Oleh : Adi Victoria (Humas HTI Kaltim)
Segala macam cara ditempuh oleh Pemerintah untuk segera dapat membubarkan Hizbut Tahrir Indonesia (HTI).
Setelah dirasa proses melalui mekanisme di UU Ormas yang dinilai lama, maka Pemerintah berniat ingin mengambil jalan pintas (shortcut) dengan menerbitkan Perppu.
“Lewat proses hukum butuh waktu lebih kurang 4-5 bulan. Tapi usul jaksa agung, memungkinkan dengan perppu.
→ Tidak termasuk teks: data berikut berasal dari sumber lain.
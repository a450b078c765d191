//! Header and footer partials
//!
//! A partial is split on `## [key]` lines; the text under each marker is a
//! YAML mapping. Missing keys take the defaults below, and a section that
//! fails to decode is logged and replaced by its defaults.

use serde::de::DeserializeOwned;
use serde::{Deserialize, Serialize};

/// Partials with a dedicated assembler, read from `partials/<name>.md`
pub const PARTIALS: [&str; 2] = ["header", "footer"];

/// `(key, yaml)` pairs in file order; text before the first marker is ignored
fn keyed_sections(content: &str) -> Vec<(String, String)> {
    let mut sections: Vec<(String, String)> = Vec::new();

    for line in content.lines() {
        let marker = line
            .strip_prefix("## [")
            .and_then(|rest| rest.find(']').map(|end| &rest[..end]));
        if let Some(key) = marker {
            sections.push((key.to_string(), String::new()));
            continue;
        }

        if let Some((_, body)) = sections.last_mut() {
            if line.trim() != "---" {
                body.push_str(line);
                body.push('\n');
            }
        }
    }

    sections
}

fn section<T: DeserializeOwned + Default>(
    sections: &[(String, String)],
    partial: &str,
    key: &str,
) -> T {
    let Some((_, yaml)) = sections.iter().find(|(k, _)| k == key) else {
        return T::default();
    };
    if yaml.trim().is_empty() {
        return T::default();
    }

    serde_yaml::from_str(yaml).unwrap_or_else(|e| {
        tracing::warn!("Failed to parse {} section [{}]: {}", partial, key, e);
        T::default()
    })
}

#[derive(Debug, Clone, Default, PartialEq, Eq, Serialize, Deserialize)]
#[serde(default)]
pub struct Link {
    pub name: String,
    pub href: String,
}

#[derive(Debug, Clone, Default, PartialEq, Eq, Deserialize)]
#[serde(default)]
struct LinkItems {
    items: Vec<Link>,
}

#[derive(Debug, Clone, PartialEq, Eq, Serialize, Deserialize)]
#[serde(default, rename_all(serialize = "camelCase", deserialize = "kebab-case"))]
pub struct HeaderBrand {
    pub name: String,
    pub logo_alt: String,
    pub href: String,
}

impl Default for HeaderBrand {
    fn default() -> Self {
        Self {
            name: "The Vadim Group".to_string(),
            logo_alt: "Logo".to_string(),
            href: "/".to_string(),
        }
    }
}

#[derive(Debug, Clone, PartialEq, Eq, Serialize, Deserialize)]
#[serde(default, rename_all(serialize = "camelCase", deserialize = "kebab-case"))]
pub struct HeaderCta {
    pub label: String,
    #[serde(alias = "subLabel")]
    pub sub_label: String,
    pub href: String,
    #[serde(rename = "type")]
    pub kind: String,
    pub sticky: bool,
    pub show_on_scroll: bool,
    pub show_messenger_icon: bool,
}

impl Default for HeaderCta {
    fn default() -> Self {
        Self {
            label: "Contact".to_string(),
            sub_label: String::new(),
            href: "#".to_string(),
            kind: "button".to_string(),
            sticky: true,
            show_on_scroll: true,
            show_messenger_icon: false,
        }
    }
}

#[derive(Debug, Clone, PartialEq, Eq, Serialize, Deserialize)]
#[serde(default, rename_all(serialize = "camelCase", deserialize = "kebab-case"))]
pub struct MobileMenu {
    pub enabled: bool,
    pub hamburger_icon: bool,
    pub close_icon: bool,
    pub overlay: bool,
}

impl Default for MobileMenu {
    fn default() -> Self {
        Self {
            enabled: true,
            hamburger_icon: true,
            close_icon: true,
            overlay: true,
        }
    }
}

/// Site header: `[brand]`, `[nav]`, `[cta]` and `[mobile-menu]` sections
#[derive(Debug, Clone, Default, PartialEq, Eq, Serialize)]
#[serde(rename_all = "camelCase")]
pub struct HeaderData {
    pub brand: HeaderBrand,
    pub nav: Vec<Link>,
    pub cta: HeaderCta,
    pub mobile_menu: MobileMenu,
}

impl HeaderData {
    pub fn parse(content: &str) -> Self {
        let sections = keyed_sections(content);
        Self {
            brand: section(&sections, "header", "brand"),
            nav: section::<LinkItems>(&sections, "header", "nav").items,
            cta: section(&sections, "header", "cta"),
            mobile_menu: section(&sections, "header", "mobile-menu"),
        }
    }
}

#[derive(Debug, Clone, PartialEq, Eq, Serialize, Deserialize)]
#[serde(default, rename_all(serialize = "camelCase", deserialize = "kebab-case"))]
pub struct FooterBrand {
    pub logo_alt: String,
    pub tagline: String,
}

impl Default for FooterBrand {
    fn default() -> Self {
        Self {
            logo_alt: "The Vadim Group".to_string(),
            tagline: String::new(),
        }
    }
}

#[derive(Debug, Clone, PartialEq, Eq, Serialize, Deserialize)]
#[serde(default)]
pub struct QuickLinks {
    pub title: String,
    pub items: Vec<Link>,
}

impl Default for QuickLinks {
    fn default() -> Self {
        Self {
            title: "Quick Links".to_string(),
            items: Vec::new(),
        }
    }
}

#[derive(Debug, Clone, PartialEq, Eq, Serialize, Deserialize)]
#[serde(default, rename_all(serialize = "camelCase", deserialize = "kebab-case"))]
pub struct FooterContact {
    pub title: String,
    pub messenger_label: String,
    pub messenger_href: String,
    pub email_label: String,
    pub email_href: String,
    pub service_area: Vec<String>,
    pub hours: String,
}

impl Default for FooterContact {
    fn default() -> Self {
        Self {
            title: "Contact".to_string(),
            messenger_label: "Facebook Messenger".to_string(),
            messenger_href: "https://m.me/vadimgroup".to_string(),
            email_label: "Email".to_string(),
            email_href: "#".to_string(),
            service_area: Vec::new(),
            hours: String::new(),
        }
    }
}

#[derive(Debug, Clone, Default, PartialEq, Eq, Serialize, Deserialize)]
#[serde(default)]
pub struct SocialLink {
    pub name: String,
    pub href: String,
    pub icon: String,
}

#[derive(Debug, Clone, PartialEq, Eq, Serialize, Deserialize)]
#[serde(default)]
pub struct Social {
    pub title: String,
    pub items: Vec<SocialLink>,
}

impl Default for Social {
    fn default() -> Self {
        Self {
            title: "Follow Us".to_string(),
            items: Vec::new(),
        }
    }
}

#[derive(Debug, Clone, PartialEq, Eq, Serialize, Deserialize)]
#[serde(default, rename_all(serialize = "camelCase", deserialize = "kebab-case"))]
pub struct LegalLinks {
    pub title: String,
    pub items: Vec<Link>,
    pub copyright_template: String,
}

impl Default for LegalLinks {
    fn default() -> Self {
        Self {
            title: "Legal".to_string(),
            items: Vec::new(),
            copyright_template: "© The Vadim Group".to_string(),
        }
    }
}

/// Site footer: `[brand]`, `[quick-links]`, `[contact]`, `[social]` and `[legal]`
#[derive(Debug, Clone, Default, PartialEq, Eq, Serialize)]
#[serde(rename_all = "camelCase")]
pub struct FooterData {
    pub brand: FooterBrand,
    pub quick_links: QuickLinks,
    pub contact: FooterContact,
    pub social: Social,
    pub legal: LegalLinks,
}

impl FooterData {
    pub fn parse(content: &str) -> Self {
        let sections = keyed_sections(content);
        Self {
            brand: section(&sections, "footer", "brand"),
            quick_links: section(&sections, "footer", "quick-links"),
            contact: section(&sections, "footer", "contact"),
            social: section(&sections, "footer", "social"),
            legal: section(&sections, "footer", "legal"),
        }
    }
}
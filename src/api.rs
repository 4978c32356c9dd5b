/// MediaWiki action API and REST calls for reading lists
use crate::error::ApiError;
use crate::http::HttpClient;
use crate::i18n::{self, Messages};
use crate::reading_list::ReadingList;
use crate::title::encode_component;
use serde::Deserialize;
use serde_json::{Value, json};
use std::collections::HashSet;

pub fn reading_lists_url(origin: &str, rlcontinue: Option<&str>) -> String {
    let mut url = format!("{}/w/api.php?action=query&meta=readinglists&rllimit=max&format=json", origin);
    if let Some(cursor) = rlcontinue {
        url.push_str("&rlcontinue=");
        url.push_str(&encode_component(cursor));
    }
    url
}

pub fn entry_lookup_url(origin: &str, title: &str, project: &str) -> String {
    format!(
        "{}/w/api.php?action=query&meta=readinglists&rlproject={}&rltitle={}&format=json",
        origin,
        encode_component(project),
        encode_component(title)
    )
}

pub fn csrf_token_url(origin: &str) -> String {
    format!("{}/w/api.php?action=query&format=json&formatversion=2&meta=tokens&type=csrf", origin)
}

pub fn all_messages_url(origin: &str, keys: &[&str]) -> String {
    format!(
        "{}/w/api.php?action=query&format=json&formatversion=2&meta=allmessages&amenableparser=&ammessages={}",
        origin,
        keys.join("|")
    )
}

pub fn site_info_url(origin: &str) -> String {
    format!("{}/w/api.php?action=query&format=json&formatversion=2&meta=siteinfo&siprop=general", origin)
}

pub fn post_entry_url(origin: &str, list_id: i64, token: &str) -> String {
    format!(
        "{}/api/rest_v1/data/lists/{}/entries/?csrf_token={}",
        origin,
        list_id,
        encode_component(token)
    )
}

/// One page of `meta=readinglists`
#[derive(Debug, Clone, Default, PartialEq)]
pub struct ReadingListsPage {
    pub lists: Vec<ReadingList>,
    /// Cursor for the next page, absent on the last one
    pub rlcontinue: Option<String>,
}

#[derive(Deserialize)]
struct ReadingListsBody {
    #[serde(default)]
    query: Option<ReadingListsQuery>,
    #[serde(default, rename = "continue")]
    cont: Option<ContinueBlock>,
}

#[derive(Deserialize)]
struct ReadingListsQuery {
    #[serde(default)]
    readinglists: Vec<ReadingList>,
}

#[derive(Deserialize)]
struct ContinueBlock {
    #[serde(default)]
    rlcontinue: Option<String>,
}

/// Reply to an entry POST
#[derive(Debug, Clone, PartialEq)]
pub enum AddEntryResult {
    Added { id: i64 },
    Rejected(crate::error::ErrorBody),
}

/// Action API errors arrive with HTTP 200 as `{"error": {...}}`
fn check_action_error(body: Value) -> Result<Value, ApiError> {
    if body.get("error").is_some_and(Value::is_object) {
        Err(ApiError::Rejected(crate::error::ErrorBody::from_json(body)))
    } else {
        Ok(body)
    }
}

/// Calls against one wiki origin
pub struct WikiApi<'a, C> {
    client: &'a C,
    origin: String,
}

impl<'a, C: HttpClient> WikiApi<'a, C> {
    pub fn new(client: &'a C, origin: &str) -> Self {
        WikiApi {
            client,
            origin: origin.trim_end_matches('/').to_string(),
        }
    }

    async fn get_json(&self, url: &str) -> Result<Value, ApiError> {
        let body = self.client.get(url).await?.into_result()?;
        check_action_error(body)
    }

    pub async fn csrf_token(&self) -> Result<String, ApiError> {
        let body = self.get_json(&csrf_token_url(&self.origin)).await?;
        body.pointer("/query/tokens/csrftoken")
            .and_then(Value::as_str)
            .map(str::to_string)
            .ok_or_else(|| ApiError::Malformed("no csrftoken in response".to_string()))
    }

    pub async fn reading_lists_page(&self, rlcontinue: Option<&str>) -> Result<ReadingListsPage, ApiError> {
        let body = self.get_json(&reading_lists_url(&self.origin, rlcontinue)).await?;
        let parsed: ReadingListsBody =
            serde_json::from_value(body).map_err(|e| ApiError::Malformed(e.to_string()))?;

        Ok(ReadingListsPage {
            lists: parsed.query.map(|q| q.readinglists).unwrap_or_default(),
            rlcontinue: parsed.cont.and_then(|c| c.rlcontinue).filter(|c| !c.is_empty()),
        })
    }

    /// Every list the user owns, following `rlcontinue` one page at a time
    pub async fn all_reading_lists(&self) -> Result<Vec<ReadingList>, ApiError> {
        let mut lists = Vec::new();
        let mut cursor: Option<String> = None;

        loop {
            let page = self.reading_lists_page(cursor.as_deref()).await?;
            lists.extend(page.lists);
            match page.rlcontinue {
                Some(next) => cursor = Some(next),
                None => break,
            }
        }

        log::debug!("loaded {} reading lists from {}", lists.len(), self.origin);
        Ok(lists)
    }

    /// Ids of the lists that already contain `title`
    pub async fn lists_containing(&self, project: &str, title: &str) -> Result<HashSet<i64>, ApiError> {
        let body = self.get_json(&entry_lookup_url(&self.origin, title, project)).await?;
        let ids = body
            .pointer("/query/readinglists")
            .and_then(Value::as_array)
            .map(|lists| {
                lists
                    .iter()
                    .filter_map(|list| list.get("id").and_then(Value::as_i64))
                    .collect()
            })
            .unwrap_or_default();
        Ok(ids)
    }

    pub async fn add_entry(&self, list_id: i64, token: &str, project: &str, title: &str) -> Result<AddEntryResult, ApiError> {
        let url = post_entry_url(&self.origin, list_id, token);
        let response = self
            .client
            .post_json(&url, &json!({ "project": project, "title": title }))
            .await?;

        Ok(match response.body.get("id").and_then(Value::as_i64) {
            Some(id) => AddEntryResult::Added { id },
            None => AddEntryResult::Rejected(crate::error::ErrorBody::from_json(response.body)),
        })
    }

    pub async fn all_messages(&self, keys: &[&str]) -> Result<Messages, ApiError> {
        let body = self.get_json(&all_messages_url(&self.origin, keys)).await?;
        Ok(i18n::parse_allmessages(&body))
    }

    /// `maxEntriesPerList` from the site's ReadingLists configuration
    pub async fn max_entries_per_list(&self) -> Result<Option<u64>, ApiError> {
        let body = self.get_json(&site_info_url(&self.origin)).await?;
        Ok(body
            .pointer("/query/general/readinglists-config/maxEntriesPerList")
            .and_then(Value::as_u64))
    }
}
Sekarang akan kita lihat mana yang lebih tepat, itu saja secara prinsip,” kata Menteri Dalam Negeri (mendagri) Tjahjo Kumolo di Jakarta. ( Kemendagri.go.id,16/05/2017).
Politisi senior Partai Demokrasi Indonesia Perjuangan (PDI-P) ini, mengatakan, DPR RI akan membahas usulan pemerintah tersebut dalam rapat paripurna pada Kamis (18/5/2017).
“DPR juga akan paripurna membahas itu (Perppu). Sekarang akan kita lihat mana yang lebih tepat, itu saja secara prinsip,” kata Tjahjo.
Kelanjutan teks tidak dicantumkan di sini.